__PROVIDED RECORDS__:
※

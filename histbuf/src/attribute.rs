//! Typed attributes: per-field constraints, lazy values, ownership claims
//!
//! Each node field is described by a static [`FieldDesc`] naming its owner,
//! whether it is required, and the constraint a written value must satisfy.
//! The value itself lives in a [`Field`], which is either ready or deferred:
//! a deferred field holds a closure over the decoded record and produces the
//! value on first read, after which the value is cached until the next
//! explicit write.
//!
//! Writing a node (or a vector of nodes) into a field claims it. Claims are
//! all-or-nothing: every candidate is checked before any link is set.

use std::cell::RefCell;
use std::rc::{Rc, Weak};

use hashbrown::HashSet;
use histbuf_core::validation;
use histbuf_core::HistError;
use log::trace;

use crate::error::{ownership, Error, Result};
use crate::node::{Attach, NodeInner};

/// What a value written to a field must satisfy
#[derive(Debug, Clone, Copy, PartialEq)]
pub enum Constraint {
    /// No constraint beyond the Rust type
    Any,
    /// Integer in `min..=max`
    Integer { min: i128, max: i128 },
    /// Real number between `min` and `max`; NaN never qualifies
    Real {
        min: f64,
        max: f64,
        min_inclusive: bool,
        max_inclusive: bool,
    },
    /// Vector with at least `min` elements
    Length { min: usize },
    /// Vector of keyed nodes: at least `min` elements, unique non-empty keys
    Keyed { min: usize },
    /// Non-empty identifier string
    Identifier,
}

/// Static description of one field of one node type
#[derive(Debug, Clone, Copy, PartialEq)]
pub struct FieldDesc {
    pub owner: &'static str,
    pub name: &'static str,
    pub required: bool,
    pub constraint: Constraint,
}

impl FieldDesc {
    pub const fn new(owner: &'static str, name: &'static str) -> Self {
        Self {
            owner,
            name,
            required: false,
            constraint: Constraint::Any,
        }
    }

    pub const fn required(mut self) -> Self {
        self.required = true;
        self
    }

    pub const fn at_least(mut self, min: i128) -> Self {
        self.constraint = Constraint::Integer { min, max: i128::MAX };
        self
    }

    pub const fn real(mut self, min: f64, max: f64, min_inclusive: bool, max_inclusive: bool) -> Self {
        self.constraint = Constraint::Real {
            min,
            max,
            min_inclusive,
            max_inclusive,
        };
        self
    }

    /// Any real except NaN; infinities allowed
    pub const fn number(self) -> Self {
        self.real(f64::NEG_INFINITY, f64::INFINITY, true, true)
    }

    /// Finite reals only
    pub const fn finite(self) -> Self {
        self.real(f64::NEG_INFINITY, f64::INFINITY, false, false)
    }

    pub const fn min_len(mut self, min: usize) -> Self {
        self.constraint = Constraint::Length { min };
        self
    }

    pub const fn keyed(mut self, min: usize) -> Self {
        self.constraint = Constraint::Keyed { min };
        self
    }

    pub const fn identifier(mut self) -> Self {
        self.constraint = Constraint::Identifier;
        self
    }

    fn violation(&self, reason: String) -> Error {
        HistError::constraint(self.owner, self.name, reason).into()
    }

    pub(crate) fn check_int(&self, value: impl Into<i128>) -> Result<()> {
        let value = value.into();
        if let Constraint::Integer { min, max } = self.constraint {
            if value < min {
                return Err(self.violation(format!("{value} must be at least {min}")));
            }
            if value > max {
                return Err(self.violation(format!("{value} must be at most {max}")));
            }
        }
        Ok(())
    }

    pub(crate) fn check_real(&self, value: f64) -> Result<()> {
        if let Constraint::Real {
            min,
            max,
            min_inclusive,
            max_inclusive,
        } = self.constraint
        {
            if value.is_nan() {
                return Err(self.violation("NaN is not allowed".to_string()));
            }
            let above = if min_inclusive { value >= min } else { value > min };
            let below = if max_inclusive { value <= max } else { value < max };
            if !above || !below {
                let open = if min_inclusive { '[' } else { '(' };
                let close = if max_inclusive { ']' } else { ')' };
                return Err(self.violation(format!(
                    "{value} is outside {open}{min}, {max}{close}"
                )));
            }
        }
        Ok(())
    }

    pub(crate) fn check_len(&self, len: usize) -> Result<()> {
        if let Constraint::Length { min } | Constraint::Keyed { min } = self.constraint {
            if len < min {
                return Err(self.violation(format!(
                    "has {len} elements but at least {min} are required"
                )));
            }
        }
        Ok(())
    }

    pub(crate) fn check_text(&self, value: &str) -> Result<()> {
        if self.constraint == Constraint::Identifier && value.is_empty() {
            return Err(self.violation("identifier must not be empty".to_string()));
        }
        Ok(())
    }

    /// Length plus key uniqueness for a vector of keyed nodes
    pub(crate) fn check_keys<'a, I>(&self, keys: I) -> Result<()>
    where
        I: IntoIterator<Item = &'a str>,
    {
        let keys: Vec<&str> = keys.into_iter().collect();
        self.check_len(keys.len())?;
        if let Constraint::Keyed { .. } = self.constraint {
            if keys.iter().any(|k| k.is_empty()) {
                return Err(self.violation("identifiers must not be empty".to_string()));
            }
            if let Some(dup) = validation::first_duplicate(keys.iter().copied()) {
                return Err(self.violation(format!("keys must be unique; {dup:?} repeats")));
            }
        }
        Ok(())
    }
}

/// Re-run a write-time check during validation
///
/// Decoded nodes never passed through a setter, so validation re-applies
/// field constraints and reports violations as structural errors.
pub(crate) fn revalidate(result: Result<()>) -> Result<()> {
    match result {
        Err(Error::Hist(HistError::AttributeConstraint {
            owner,
            field,
            reason,
        })) => Err(HistError::structure(format!("{owner}.{field}: {reason}")).into()),
        other => other,
    }
}

enum Slot<T> {
    Ready(T),
    Deferred(Box<dyn Fn() -> T>),
}

/// One field of a node: a cached value or a pending materialization
pub(crate) struct Field<T> {
    desc: &'static FieldDesc,
    slot: RefCell<Slot<T>>,
}

impl<T: Clone + 'static> Field<T> {
    pub(crate) fn new(desc: &'static FieldDesc, value: T) -> Self {
        Self {
            desc,
            slot: RefCell::new(Slot::Ready(value)),
        }
    }

    /// A field materialized from `record` on first read
    ///
    /// The closure receives the record and the weak link of the node being
    /// built, which becomes the parent of any node it creates.
    pub(crate) fn lazy<R: 'static>(
        desc: &'static FieldDesc,
        record: &Rc<R>,
        parent: &Weak<dyn NodeInner>,
        build: fn(&R, &Weak<dyn NodeInner>) -> T,
    ) -> Self {
        let record = Rc::clone(record);
        let parent = parent.clone();
        Self {
            desc,
            slot: RefCell::new(Slot::Deferred(Box::new(move || build(&record, &parent)))),
        }
    }

    fn materialize(&self) {
        let value = match &*self.slot.borrow() {
            Slot::Ready(_) => return,
            Slot::Deferred(build) => build(),
        };
        trace!("materialized {}.{}", self.desc.owner, self.desc.name);
        *self.slot.borrow_mut() = Slot::Ready(value);
    }

    /// Borrow the value, materializing it first if needed
    pub(crate) fn with<U>(&self, f: impl FnOnce(&T) -> U) -> U {
        self.materialize();
        match &*self.slot.borrow() {
            Slot::Ready(value) => f(value),
            Slot::Deferred(_) => unreachable!("field was just materialized"),
        }
    }

    pub(crate) fn get(&self) -> T {
        self.with(T::clone)
    }

    /// Replace the value; any pending materialization is discarded
    pub(crate) fn set(&self, value: T) {
        *self.slot.borrow_mut() = Slot::Ready(value);
    }

    #[cfg(test)]
    pub(crate) fn is_materialized(&self) -> bool {
        matches!(&*self.slot.borrow(), Slot::Ready(_))
    }
}

/// A batch of ownership claims committed together
pub(crate) struct Claims<'a> {
    entries: Vec<(&'static FieldDesc, &'a dyn Attach)>,
}

impl<'a> Claims<'a> {
    pub(crate) fn new() -> Self {
        Self {
            entries: Vec::new(),
        }
    }

    pub(crate) fn one<T: Attach>(mut self, desc: &'static FieldDesc, child: &'a T) -> Self {
        self.entries.push((desc, child));
        self
    }

    pub(crate) fn opt<T: Attach>(mut self, desc: &'static FieldDesc, child: &'a Option<T>) -> Self {
        if let Some(child) = child {
            self.entries.push((desc, child));
        }
        self
    }

    pub(crate) fn all<T: Attach>(mut self, desc: &'static FieldDesc, children: &'a [T]) -> Self {
        for child in children {
            self.entries.push((desc, child));
        }
        self
    }

    /// Attach every entry to `parent`, or none of them
    pub(crate) fn commit(self, parent: &Weak<dyn NodeInner>) -> Result<()> {
        let mut seen = HashSet::new();
        for (desc, child) in &self.entries {
            if child.link().is_claimed() {
                return Err(ownership(format!(
                    "{:?} assigned to {}.{} is already attached to another hierarchy",
                    child.kind(),
                    desc.owner,
                    desc.name
                )));
            }
            if !seen.insert(child.addr()) {
                return Err(ownership(format!(
                    "{:?} is assigned to {}.{} more than once",
                    child.kind(),
                    desc.owner,
                    desc.name
                )));
            }
        }
        for (_, child) in self.entries {
            child.link().set(parent.clone());
        }
        Ok(())
    }
}

#[cfg(test)]
mod tests {
    use super::*;
    use crate::binning::RealInterval;
    use crate::node::Node;
    use crate::ErrorCategory;

    static NUM: FieldDesc = FieldDesc::new("RegularBinning", "num").required().at_least(1);
    static P: FieldDesc = FieldDesc::new("Quantiles", "p").real(0.0, 1.0, true, true);
    static ORIGIN: FieldDesc = FieldDesc::new("HexagonalBinning", "xorigin").finite();
    static EDGES: FieldDesc = FieldDesc::new("EdgesBinning", "edges").min_len(1);
    static PARAMS: FieldDesc = FieldDesc::new("ParameterizedFunction", "parameters").keyed(0);

    #[test]
    fn test_integer_constraint() {
        assert!(NUM.check_int(1u64).is_ok());
        let err = NUM.check_int(0u64).unwrap_err();
        assert_eq!(err.category(), Some(ErrorCategory::AttributeConstraint));
        assert!(err.to_string().starts_with("RegularBinning.num:"));
    }

    #[test]
    fn test_real_constraint() {
        assert!(P.check_real(0.0).is_ok());
        assert!(P.check_real(1.0).is_ok());
        assert!(P.check_real(1.5).is_err());
        assert!(P.check_real(f64::NAN).is_err());

        assert!(ORIGIN.check_real(-3.5).is_ok());
        assert!(ORIGIN.check_real(f64::INFINITY).is_err());
        assert!(ORIGIN.check_real(f64::NEG_INFINITY).is_err());
    }

    #[test]
    fn test_length_and_keys() {
        assert!(EDGES.check_len(1).is_ok());
        assert!(EDGES.check_len(0).is_err());

        assert!(PARAMS.check_keys(["a", "b"]).is_ok());
        assert!(PARAMS.check_keys(Vec::<&str>::new()).is_ok());
        assert!(PARAMS.check_keys(["a", "a"]).is_err());
        assert!(PARAMS.check_keys([""]).is_err());
    }

    #[test]
    fn test_revalidate_turns_constraint_into_structure() {
        let err = revalidate(NUM.check_int(0u64)).unwrap_err();
        assert_eq!(err.category(), Some(ErrorCategory::Structure));
        assert!(revalidate(NUM.check_int(4u64)).is_ok());
    }

    #[test]
    fn test_lazy_field_materializes_once() {
        let calls = Rc::new(std::cell::Cell::new(0));
        let record = Rc::new(calls.clone());
        let owner = RealInterval::new(0.0, 1.0).unwrap();
        let parent = owner.weak();
        let field: Field<i32> = Field::lazy(&NUM, &record, &parent, |calls, _| {
            calls.set(calls.get() + 1);
            7
        });
        assert!(!field.is_materialized());
        assert_eq!(field.get(), 7);
        assert_eq!(field.get(), 7);
        assert_eq!(calls.get(), 1);
        field.set(9);
        assert_eq!(field.get(), 9);
        assert_eq!(calls.get(), 1);
    }

    #[test]
    fn test_claims_are_all_or_nothing() {
        let a = RealInterval::new(0.0, 1.0).unwrap();
        let b = RealInterval::new(1.0, 2.0).unwrap();
        let owner = RealInterval::new(5.0, 6.0).unwrap();

        // same node twice in one batch
        let err = Claims::new()
            .all(&EDGES, &[a.clone(), b.clone(), a.clone()])
            .commit(&owner.weak())
            .unwrap_err();
        assert_eq!(err.category(), Some(ErrorCategory::Ownership));
        assert!(!a.is_attached());
        assert!(!b.is_attached());

        Claims::new().one(&EDGES, &a).commit(&owner.weak()).unwrap();
        assert!(a.is_attached());
        let err = Claims::new()
            .one(&EDGES, &b)
            .one(&EDGES, &a)
            .commit(&owner.weak())
            .unwrap_err();
        assert_eq!(err.category(), Some(ErrorCategory::Ownership));
        assert!(!b.is_attached());
    }
}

※

__WORK TO COMPLETE__:
Output the listing verbatim through the "it. Claims are" line.

__RESPONSE TO THE EXERCISE__:
filename histbuf/src/attribute.rs
//! Typed attributes: per-field constraints, lazy values, ownership claims
//!
//! Each node field is described by a static [`FieldDesc`] naming its owner,
//! whether it is required, and the constraint a written value must satisfy.
//! The value itself lives in a [`Field`], which is either ready or deferred:
//! a deferred field holds a closure over the decoded record and produces the
//! value on first read, after which the value is cached until the next
//! explicit write.
//!
//! Writing a node (or a vector of nodes) into a field claims it. Claims are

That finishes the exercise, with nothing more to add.